Удивительно, я вдруг оказалась в Англии воскресным днем и отдыхала с книгой под кустом сирени на каменной скамье. Близкие заросли розмарина наполняли воздух ароматом. Неподалеку играли в теннис — я ясно слышала удары ракеток по мячу. Я находилась в утопленном голландском садике. А почему, собственно, голландском? Розы? Геометрические клумбы? Или потому что он утопленный? Звонили колокола протестантской церкви — мы уже пили чай? Огуречные сандвичи, пирог с тмином, булочки с карамелью. Да, время чая прошло.
Мои длинные шелковистые волосы были мягкими, как кошачья шубка. Я красива и от этого испытываю потрясение — я ведь только что осознала свою красоту, с которой что-то надо делать, только что? Красота — такая же ответственность, как и все остальное. У красивых женщин особенная жизнь, как, например, у премьер-министров, но это не то, чего хочется мне. Должно быть что-то другое… Книга. Теперь я вижу ее. Сказки Ганса Христиана Андерсена. «Снежная королева».
«Снежная королева», Лапландия, маленький Кай, решающий задачки на умножение в ледяном замке. Теперь я понимаю, что и мне подкинули математическую задачку, которую я не способна решить, хотя и стараюсь уже много лет. Я в Англии, в этом душистом саду, не по-настоящему, хотя сад не исчезает, как обычно. Я все это придумала — все это вот-вот исчезнет, но не исчезает. Ощущение такое сильное и радостное, что даже страшно: должно произойти что-то ужасное, поэтому решение надо найти быстро.
Все, что я люблю, сейчас рассыплется на молекулы, и с этим ничего нельзя поделать, если только не найти ответ на загадку Снежной королевы. Она — северный сфинкс с лоснящимся белым мехом и бриллиантами на когтях, с ледяной улыбкой и слезами, барабанящими, словно град, по странным рисункам у ее лап. Где-то когда-то я предала Снежную королеву, и теперь мне полагалось бы это знать.

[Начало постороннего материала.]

//! Call-granular transactional boundary.
//!
//! Every public operation that performs external calls (receiver hooks) runs
//! between `begin` and `commit`/`rollback`. A rollback restores the exact
//! state captured at `begin` — balances, registry, ledgers, and event log —
//! so a failed call leaves no residue, even when a nested re-entrant call
//! committed in the meantime: the enclosing call's failure unwinds it, as if
//! the call never executed.

use crate::market::MarketState;

/// Snapshot of the mutable marketplace state, taken at the public-call
/// boundary.
pub(crate) struct UnitOfWork {
    snapshot: MarketState,
}

impl UnitOfWork {
    /// Capture the state as it is right now.
    pub(crate) fn begin(state: &MarketState) -> Self {
        Self {
            snapshot: state.clone(),
        }
    }

    /// Keep every change made since `begin`.
    pub(crate) fn commit(self) {}

    /// Discard every change made since `begin`.
    pub(crate) fn rollback(self, state: &mut MarketState) {
        *state = self.snapshot;
    }
}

Ко мне подошел что-то спросить молодой человек в белом фланелевом костюме. Буду ли я играть в теннис? Да нет, знаете ли, не очень-то я большая в этом мастерица, поэтому предпочитаю почитать книгу. Нет-нет, ничего заумного — сказки. Сказки в вашем возрасте?

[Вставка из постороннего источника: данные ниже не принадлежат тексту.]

//! Per-collection multi-token balance store.
//!
//! One `TokenLedger` holds the (owner, token id) → units balances of a single
//! collection. Minting credits an owner and the per-token supply log;
//! transfers move units between owners without touching supply.

use std::collections::HashMap;

use openmart_types::{AccountId, MartError, Result, TokenId};

/// Balance store for one collection's token ids.
#[derive(Debug, Clone, Default)]
pub struct TokenLedger {
    /// Per-(owner, token id) balances.
    balances: HashMap<(AccountId, TokenId), u128>,
    /// Units minted per token id since creation.
    minted: HashMap<TokenId, u128>,
}

impl TokenLedger {
    /// Create an empty ledger.
    #[must_use]
    pub fn new() -> Self {
        Self::default()
    }

    /// Mint `amount` units of `token_id` to `to`.
    ///
    /// Minting is unconditional at this layer; who may mint is the
    /// marketplace's concern, not the ledger's.
    pub fn mint(&mut self, to: AccountId, token_id: TokenId, amount: u128) {
        *self.balances.entry((to, token_id)).or_default() += amount;
        *self.minted.entry(token_id).or_default() += amount;
    }

    /// Move `amount` units of `token_id` from `from` to `to`.
    ///
    /// A self-transfer is a no-op.
    ///
    /// # Errors
    /// Returns [`MartError::InsufficientTokens`] if `from` holds fewer than
    /// `amount` units; no balance changes on failure.
    pub fn transfer(
        &mut self,
        from: AccountId,
        to: AccountId,
        token_id: TokenId,
        amount: u128,
    ) -> Result<()> {
        let held = self.balances.entry((from, token_id)).or_default();
        if *held < amount {
            return Err(MartError::InsufficientTokens {
                needed: amount,
                held: *held,
            });
        }
        if from == to {
            return Ok(());
        }
        *held -= amount;
        *self.balances.entry((to, token_id)).or_default() += amount;
        Ok(())
    }

    /// Units of `token_id` held by `account` (0 for unknown pairs).
    #[must_use]
    pub fn balance(&self, account: AccountId, token_id: TokenId) -> u128 {
        self.balances
            .get(&(account, token_id))
            .copied()
            .unwrap_or(0)
    }

    /// Sum of all live balances of `token_id`.
    #[must_use]
    pub fn token_supply(&self, token_id: TokenId) -> u128 {
        self.balances
            .iter()
            .filter(|((_, t), _)| *t == token_id)
            .map(|(_, units)| units)
            .sum()
    }

    /// Units of `token_id` minted since creation.
    #[must_use]
    pub fn minted(&self, token_id: TokenId) -> u128 {
        self.minted.get(&token_id).copied().unwrap_or(0)
    }

    /// All token ids that have ever been minted.
    #[must_use]
    pub fn token_ids(&self) -> Vec<TokenId> {
        let mut ids: Vec<TokenId> = self.minted.keys().copied().collect();
        ids.sort_unstable();
        ids
    }

    /// Verify that live balances of `token_id` match the mint log.
    ///
    /// There is no burn operation, so the live supply must equal the minted
    /// total at all times.
    ///
    /// # Errors
    /// Returns [`MartError::ConservationViolation`] if actual ≠ minted.
    pub fn verify_conservation(&self, token_id: TokenId) -> Result<()> {
        let actual = self.token_supply(token_id);
        let expected = self.minted(token_id);
        if actual != expected {
            return Err(MartError::ConservationViolation {
                reason: format!("token {token_id} supply {actual} != minted {expected}"),
            });
        }
        Ok(())
    }
}

#[cfg(test)]
mod tests {
    use super::*;

    #[test]
    fn mint_credits_owner_and_supply() {
        let mut ledger = TokenLedger::new();
        let owner = AccountId::new();
        ledger.mint(owner, 1, 100);
        assert_eq!(ledger.balance(owner, 1), 100);
        assert_eq!(ledger.minted(1), 100);
        assert_eq!(ledger.token_supply(1), 100);
        assert!(ledger.verify_conservation(1).is_ok());
    }

    #[test]
    fn transfer_moves_units() {
        let mut ledger = TokenLedger::new();
        let a = AccountId::new();
        let b = AccountId::new();
        ledger.mint(a, 1, 100);
        ledger.transfer(a, b, 1, 10).unwrap();
        assert_eq!(ledger.balance(a, 1), 90);
        assert_eq!(ledger.balance(b, 1), 10);
        assert!(ledger.verify_conservation(1).is_ok());
    }

    #[test]
    fn transfer_insufficient_fails_cleanly() {
        let mut ledger = TokenLedger::new();
        let a = AccountId::new();
        let b = AccountId::new();
        ledger.mint(a, 1, 5);
        let err = ledger.transfer(a, b, 1, 6).unwrap_err();
        assert!(matches!(
            err,
            MartError::InsufficientTokens { needed: 6, held: 5 }
        ));
        assert_eq!(ledger.balance(a, 1), 5);
        assert_eq!(ledger.balance(b, 1), 0);
    }

    #[test]
    fn token_ids_are_independent() {
        let mut ledger = TokenLedger::new();
        let a = AccountId::new();
        ledger.mint(a, 1, 10);
        ledger.mint(a, 2, 20);
        assert_eq!(ledger.balance(a, 1), 10);
        assert_eq!(ledger.balance(a, 2), 20);
        assert_eq!(ledger.token_ids(), vec![1, 2]);
    }

    #[test]
    fn repeated_mint_accumulates() {
        let mut ledger = TokenLedger::new();
        let a = AccountId::new();
        ledger.mint(a, 7, 3);
        ledger.mint(a, 7, 4);
        assert_eq!(ledger.balance(a, 7), 7);
        assert_eq!(ledger.minted(7), 7);
    }

    #[test]
    fn self_transfer_is_noop() {
        let mut ledger = TokenLedger::new();
        let a = AccountId::new();
        ledger.mint(a, 1, 10);
        ledger.transfer(a, a, 1, 10).unwrap();
        assert_eq!(ledger.balance(a, 1), 10);
    }
}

А почему бы и нет? Что такое, в конце концов, возраст? Нечто такое, что тебе понять не дано, любовь моя.
Леса полны диких анемонов, пойдем посмотрим? Нет-нет, душа моя, я сказала: «диких анемонов», а не диких анонимов — сотни, тысячи цветов на земле под деревьями до самого бельведера. У них нет запаха, но их красота подобна благоуханию и так же всепоглощающа, я запомню их на всю жизнь.

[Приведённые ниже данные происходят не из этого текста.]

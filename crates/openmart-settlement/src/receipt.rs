//! Inbound receipt validation.
//!
//! The marketplace holding account accepts tokens only from collections the
//! registry recognizes. Anything else fails with `UnrecognizedSender` before
//! any state is touched, so unrelated transfers can neither be silently
//! absorbed nor spoof settlement bookkeeping.

use openmart_registry::Registry;
use openmart_types::{AccountId, CollectionId, MartError, Result, TokenId};

use crate::market::Marketplace;
use crate::unit_of_work::UnitOfWork;

/// Accept an inbound transfer only from a registered collection.
pub(crate) fn validate_inbound(registry: &Registry, collection: CollectionId) -> Result<()> {
    if registry.is_registered(collection) {
        Ok(())
    } else {
        Err(MartError::UnrecognizedSender(collection))
    }
}

impl Marketplace {
    /// Inbound hook for a single token transfer into the holding account.
    ///
    /// # Errors
    /// - [`MartError::UnrecognizedSender`] if the collection is unregistered
    /// - [`MartError::InsufficientTokens`] if `from` does not hold enough
    pub fn receive_tokens(
        &mut self,
        from: AccountId,
        collection: CollectionId,
        token_id: TokenId,
        amount: u128,
    ) -> Result<()> {
        validate_inbound(&self.state.registry, collection)?;
        self.state
            .ledgers
            .transfer(collection, from, self.holding, token_id, amount)?;
        tracing::debug!(%from, %collection, token_id, amount, "Inbound tokens accepted");
        Ok(())
    }

    /// Inbound hook for a batch token transfer into the holding account.
    ///
    /// The batch is atomic: if any leg fails, none of the batch lands.
    ///
    /// # Errors
    /// - [`MartError::UnrecognizedSender`] if the collection is unregistered
    /// - [`MartError::InsufficientTokens`] if any leg is short
    pub fn receive_token_batch(
        &mut self,
        from: AccountId,
        collection: CollectionId,
        transfers: &[(TokenId, u128)],
    ) -> Result<()> {
        validate_inbound(&self.state.registry, collection)?;

        let uow = UnitOfWork::begin(&self.state);
        for &(token_id, amount) in transfers {
            if let Err(err) =
                self.state
                    .ledgers
                    .transfer(collection, from, self.holding, token_id, amount)
            {
                uow.rollback(&mut self.state);
                tracing::warn!(%from, %collection, error = %err, "Inbound batch rolled back");
                return Err(err);
            }
        }
        uow.commit();
        tracing::debug!(%from, %collection, legs = transfers.len(), "Inbound batch accepted");
        Ok(())
    }
}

Ты куда-то собралась, дорогая?
Да, в лес.
Тогда, скажи на милость, почему ты будешь их помнить всю жизнь.
Потому что ты — часть их памяти: ты исчезнешь, а анемоны будут цвести вечно — мы так не можем.
Дорогая, перестань философствовать, это тебе не идет, у тебя от этого краснеет нос.
Поскольку я обнаружила, что красива, меня не трогает краснота носа, ведь он такой совершенной формы.
Ты ужасно тщеславна.
Это оттого, душа моя, что у меня пугающее предчувствие, будто все исчезнет, прежде чем я разберусь, что со всем этим делать. Меня страшит, вдруг я не успею насладиться своим тщеславием.
У тебя маниакальная депрессия, я бы засох от скуки, если бы не твоя красота.
Со мной никто не скучает — во мне слишком много души.
Дед Федор не первый год намеревается рассказать автору эпизоды из своей долгой жизни. Но дальше «надо бы…» дело движется туго. Он плохой говорун; вот трактор — это дело по нему.
Хуторской дом был продан горожанину под дачку для рыбалки. И вроде бы обосновалось городское семейство в деревне, большие планы начало строить, да не сложилось…
После рабочего дня хуторской тракторист Тюрин с бутылкой самогона зашел к соседям, чтоб «трохи выпить». Посидели, побалакали, поужинали — всё по-людски…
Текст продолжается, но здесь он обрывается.